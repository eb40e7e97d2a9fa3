//! In-memory draft repository adapter.

mod draft;

pub use draft::InMemoryDraftRepository;
//! `PostgreSQL` persistence adapter for draft review.

pub mod models;
pub mod repository;
pub mod schema;

pub use repository::{DraftPgPool, PostgresDraftRepository};
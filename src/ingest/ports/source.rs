//! Port for fetching new messages from an external channel.

use crate::draft::domain::Source;
use crate::ingest::domain::InboundMessage;
use async_trait::async_trait;
use chrono::{DateTime, Utc};
use std::sync::Arc;
use thiserror::Error;

/// Result type for message source operations.
pub type SourceResult<T> = Result<T, SourceError>;

/// Contract for pulling new messages out of one channel.
///
/// Implementations wrap the provider API (Gmail, Slack, Telegram) for a
/// single connected account.
#[async_trait]
pub trait MessageSource: Send + Sync {
    /// Returns the channel this source reads from.
    fn source(&self) -> Source;

    /// Fetches messages received after `since`, newest last, bounded by
    /// `limit`.
    ///
    /// # Errors
    ///
    /// Returns [`SourceError::AuthExpired`] when the channel credentials
    /// are no longer valid, and [`SourceError::Fetch`] for transient
    /// provider or transport failures.
    async fn fetch_new(
        &self,
        since: Option<DateTime<Utc>>,
        limit: usize,
    ) -> SourceResult<Vec<InboundMessage>>;
}

/// Errors returned by message source implementations.
#[derive(Debug, Clone, Error)]
pub enum SourceError {
    /// Channel credentials expired; the integration must be reconnected.
    #[error("authentication expired for {0}")]
    AuthExpired(Source),

    /// Transient provider or transport failure.
    #[error("fetch failed: {0}")]
    Fetch(Arc<dyn std::error::Error + Send + Sync>),
}

impl SourceError {
    /// Wraps a transient fetch error.
    pub fn fetch(err: impl std::error::Error + Send + Sync + 'static) -> Self {
        Self::Fetch(Arc::new(err))
    }
}
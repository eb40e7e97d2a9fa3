//! Per-user, per-source integration state.

use super::{ScanSettings, status};
use crate::draft::domain::Source;
use chrono::{DateTime, Utc};
use serde::{Deserialize, Serialize};

/// Connection state, scan history, and settings for one integration.
#[derive(Debug, Clone, Default, PartialEq, Eq, Serialize, Deserialize)]
pub struct IntegrationState {
    connected: bool,
    account_label: Option<String>,
    last_scan_at: Option<DateTime<Utc>>,
    settings: ScanSettings,
}

impl IntegrationState {
    /// Returns a connected state labelled with the external account.
    #[must_use]
    pub fn connected(account_label: impl Into<String>) -> Self {
        Self {
            connected: true,
            account_label: Some(account_label.into()),
            last_scan_at: None,
            settings: ScanSettings::DEFAULT,
        }
    }

    /// Returns whether the integration is connected.
    #[must_use]
    pub const fn is_connected(&self) -> bool {
        self.connected
    }

    /// Returns the external account label, if known.
    #[must_use]
    pub fn account_label(&self) -> Option<&str> {
        self.account_label.as_deref()
    }

    /// Returns the most recent scan timestamp, if any.
    #[must_use]
    pub const fn last_scan_at(&self) -> Option<DateTime<Utc>> {
        self.last_scan_at
    }

    /// Returns the scan settings.
    #[must_use]
    pub const fn settings(&self) -> ScanSettings {
        self.settings
    }

    /// Marks the integration disconnected, keeping the account label so
    /// a reconnect can show what was linked before.
    pub const fn disconnect(&mut self) {
        self.connected = false;
    }

    /// Records a completed scan.
    pub const fn record_scan(&mut self, at: DateTime<Utc>) {
        self.last_scan_at = Some(at);
    }

    /// Replaces the scan settings.
    pub const fn update_settings(&mut self, settings: ScanSettings) {
        self.settings = settings;
    }

    /// Projects the state into the per-source status payload.
    #[must_use]
    pub fn status(&self, source: Source) -> status::IntegrationStatus {
        match source {
            Source::Gmail => status::IntegrationStatus::Gmail(status::GmailStatus {
                connected: self.connected,
                email_address: self.account_label.clone(),
                last_scan_at: self.last_scan_at,
            }),
            Source::Slack => status::IntegrationStatus::Slack(status::SlackStatus {
                connected: self.connected,
                team_name: self.account_label.clone(),
                last_scan_at: self.last_scan_at,
            }),
            Source::Telegram => status::IntegrationStatus::Telegram(status::TelegramStatus {
                connected: self.connected,
                chat_label: self.account_label.clone(),
                last_scan_at: self.last_scan_at,
            }),
        }
    }
}
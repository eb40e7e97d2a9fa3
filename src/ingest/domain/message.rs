//! Inbound messages fetched from external channels.

use crate::draft::domain::Source;
use chrono::{DateTime, Utc};
use serde::{Deserialize, Serialize};

/// Channel-specific context attached to an inbound message.
#[derive(Debug, Clone, PartialEq, Eq, Serialize, Deserialize)]
#[serde(tag = "kind", rename_all = "snake_case")]
pub enum MessageContext {
    /// Context for an email message.
    Email {
        /// Subject line of the email.
        subject: String,
        /// Addresses participating in the thread.
        participants: Vec<String>,
    },
    /// Context for a Slack message.
    Slack {
        /// Channel the message was posted in.
        channel: String,
    },
    /// Context for a Telegram message.
    Telegram {
        /// Chat the message was posted in.
        chat_id: i64,
    },
}

impl MessageContext {
    /// Returns the source channel this context belongs to.
    #[must_use]
    pub const fn source(&self) -> Source {
        match self {
            Self::Email { .. } => Source::Gmail,
            Self::Slack { .. } => Source::Slack,
            Self::Telegram { .. } => Source::Telegram,
        }
    }
}

/// A single message pulled from an external channel, pending
/// classification.
#[derive(Debug, Clone, PartialEq, Eq, Serialize, Deserialize)]
pub struct InboundMessage {
    external_id: String,
    body: String,
    context: MessageContext,
    received_at: DateTime<Utc>,
}

impl InboundMessage {
    /// Creates an inbound message.
    #[must_use]
    pub fn new(
        external_id: impl Into<String>,
        body: impl Into<String>,
        context: MessageContext,
        received_at: DateTime<Utc>,
    ) -> Self {
        Self {
            external_id: external_id.into(),
            body: body.into(),
            context,
            received_at,
        }
    }

    /// Returns the channel-assigned message identifier.
    #[must_use]
    pub fn external_id(&self) -> &str {
        &self.external_id
    }

    /// Returns the message text.
    #[must_use]
    pub fn body(&self) -> &str {
        &self.body
    }

    /// Returns the channel-specific context.
    #[must_use]
    pub const fn context(&self) -> &MessageContext {
        &self.context
    }

    /// Returns the source channel, derived from the context.
    #[must_use]
    pub const fn source(&self) -> Source {
        self.context.source()
    }

    /// Returns when the channel received the message.
    #[must_use]
    pub const fn received_at(&self) -> DateTime<Utc> {
        self.received_at
    }
}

==============================

Assigned task - Lines with "filename": copy every one of them from the listing above.

Task response -
filename src/ingest/ports/source.rs
filename src/ingest/domain/message.rs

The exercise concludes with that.